21/05/2026
21/05/2026
TOKYO, May 21, (AP): Shares opened lower in Europe on Thursday after a mixed session in Asia, where a rebound in oil prices eclipsed another broad rally on Wall Street. South Korea’s Kospi soared 8.4% to 7,815.59, helped by strong buying of technology shares such as Samsung Electronics, which gained 8.5% after its labor union and management reached an agreement late Wednesday that averted a potentially costly strike.
Shares in SK Hynix, a computer chipmaker partnering with Nvidia, surged 11.2%. The advance was partly powered by a stronger-than-expected quarterly report from chipmaker Nvidia, whose profit rocketed more than 200% higher in the February-April quarter from a year earlier, while revenue jumped 85%. Nvidia has been one of the biggest beneficiaries from the boom in artificial intelligence, thanks to powerful demand for its high-end AI chips.
Its shares rose 1.3% on Wednesday before its earnings report was released, but they fell 1.3% in afterhours trading after the announcement. The Kospi has been breaching records, recently exceeding 8,000 for the first time. US futures slipped, with the contract for the S&P 500 down 0.3%, while that for the Dow Jones Industrial Average lost 0.2%. In early European trading, Germany's DAX gave up 0.3% to 24,669.59, while the CAC 40 in Paris lost 0.2% to 8,102.25.
Britain's FTSE 100 shed 0.4% to 10,393.56. In other Asian trading, Tokyo's Nikkei 225 jumped 3.1% to 61,684.14 after the government reported that Japan’s exports rose nearly 15% in April from a year earlier, despite shocks from the Iran war. Technology-related shares were among the biggest winners, with Tokyo Electron gaining 5.9% and Advantest up 4.4%.

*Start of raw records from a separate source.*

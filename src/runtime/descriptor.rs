/*!
 * Type Descriptors
 * Parsing of field (`Ljava/io/PrintStream;`) and method (`(I)V`) descriptors
 */

use crate::core::{InlineString, RuntimeError, RuntimeResult};
use std::fmt;

/// Array types deeper than this are rejected, matching the class-file limit
pub const MAX_ARRAY_DIMENSIONS: usize = 255;

/// Parsed field type
#[derive(Debug, Clone, PartialEq, Eq, Hash)]
pub enum FieldType {
    Byte,
    Char,
    Double,
    Float,
    Int,
    Long,
    Short,
    Boolean,
    /// Class or interface type, by binary name (`java/lang/String`)
    Object(InlineString),
    /// Array of the component type
    Array(Box<FieldType>),
}

impl FieldType {
    /// Parse a complete field descriptor
    pub fn parse(descriptor: &str) -> RuntimeResult<Self> {
        match parse_field(descriptor)? {
            (ty, "") => Ok(ty),
            _ => Err(RuntimeError::invalid_descriptor(descriptor)),
        }
    }

    /// Whether values of this type are object references
    #[inline]
    pub const fn is_reference(&self) -> bool {
        matches!(self, Self::Object(_) | Self::Array(_))
    }

    /// Binary class name for object types
    pub fn class_name(&self) -> Option<&str> {
        match self {
            Self::Object(name) => Some(name.as_str()),
            _ => None,
        }
    }
}

impl fmt::Display for FieldType {
    fn fmt(&self, f: &mut fmt::Formatter<'_>) -> fmt::Result {
        match self {
            Self::Byte => f.write_str("B"),
            Self::Char => f.write_str("C"),
            Self::Double => f.write_str("D"),
            Self::Float => f.write_str("F"),
            Self::Int => f.write_str("I"),
            Self::Long => f.write_str("J"),
            Self::Short => f.write_str("S"),
            Self::Boolean => f.write_str("Z"),
            Self::Object(name) => write!(f, "L{};", name),
            Self::Array(component) => write!(f, "[{}", component),
        }
    }
}

/// Parsed method descriptor
#[derive(Debug, Clone, PartialEq, Eq)]
pub struct MethodDescriptor {
    params: Vec<FieldType>,
    /// `None` for `V`
    ret: Option<FieldType>,
}

impl MethodDescriptor {
    pub fn parse(descriptor: &str) -> RuntimeResult<Self> {
        let invalid = || RuntimeError::invalid_descriptor(descriptor);

        let mut rest = descriptor.strip_prefix('(').ok_or_else(invalid)?;
        let mut params = Vec::new();
        loop {
            if let Some(after) = rest.strip_prefix(')') {
                rest = after;
                break;
            }
            if rest.is_empty() {
                return Err(invalid());
            }
            let (ty, after) = parse_field(rest).map_err(|_| invalid())?;
            params.push(ty);
            rest = after;
        }

        let ret = if rest == "V" {
            None
        } else {
            Some(FieldType::parse(rest).map_err(|_| invalid())?)
        };

        Ok(Self { params, ret })
    }

    #[inline]
    pub fn params(&self) -> &[FieldType] {
        &self.params
    }

    #[inline]
    pub fn return_type(&self) -> Option<&FieldType> {
        self.ret.as_ref()
    }
}

impl fmt::Display for MethodDescriptor {
    fn fmt(&self, f: &mut fmt::Formatter<'_>) -> fmt::Result {
        f.write_str("(")?;
        for param in &self.params {
            write!(f, "{}", param)?;
        }
        f.write_str(")")?;
        match &self.ret {
            Some(ret) => write!(f, "{}", ret),
            None => f.write_str("V"),
        }
    }
}

/// Parse one field type off the front of `input`, returning the remainder
fn parse_field(input: &str) -> RuntimeResult<(FieldType, &str)> {
    let invalid = || RuntimeError::invalid_descriptor(input);

    let dims = input.bytes().take_while(|&b| b == b'[').count();
    if dims > MAX_ARRAY_DIMENSIONS {
        return Err(invalid());
    }
    let body = &input[dims..];

    let mut chars = body.chars();
    let (base, rest) = match chars.next().ok_or_else(invalid)? {
        'B' => (FieldType::Byte, chars.as_str()),
        'C' => (FieldType::Char, chars.as_str()),
        'D' => (FieldType::Double, chars.as_str()),
        'F' => (FieldType::Float, chars.as_str()),
        'I' => (FieldType::Int, chars.as_str()),
        'J' => (FieldType::Long, chars.as_str()),
        'S' => (FieldType::Short, chars.as_str()),
        'Z' => (FieldType::Boolean, chars.as_str()),
        'L' => {
            let tail = chars.as_str();
            let end = tail.find(';').ok_or_else(invalid)?;
            let name = &tail[..end];
            if !is_valid_binary_name(name) {
                return Err(invalid());
            }
            (FieldType::Object(name.into()), &tail[end + 1..])
        }
        _ => return Err(invalid()),
    };

    let ty = (0..dims).fold(base, |ty, _| FieldType::Array(Box::new(ty)));
    Ok((ty, rest))
}

fn is_valid_binary_name(name: &str) -> bool {
    !name.is_empty()
        && name
            .split('/')
            .all(|part| !part.is_empty() && !part.contains(['.', '[', ';', '<', '>']))
}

Taiwan's Taiex, also heavily weighted toward technology shares, gained 3.9% as major chipmaker TSMC's stock gained 3%. Chinese markets declined, with Hong Kong's Hang Seng losing 1.2% to 25,352.82. The Shanghai Composite index dropped 2% to 4,077.28. Indonesia's share benchmark dropped 3.3% as the market absorbed the impact of a government decision to put strategic natural resource exports such as coal under state control.
Australia's S&P/ASX 200 picked up 1.5% to 8,621.70. Oil prices pushed higher early Thursday, a day after Brent crude had dropped 5%. Brent, the international standard, gained $1.46 to $106.48 per barrel, while U.S. benchmark crude added $1.53 to $99.79 per barrel.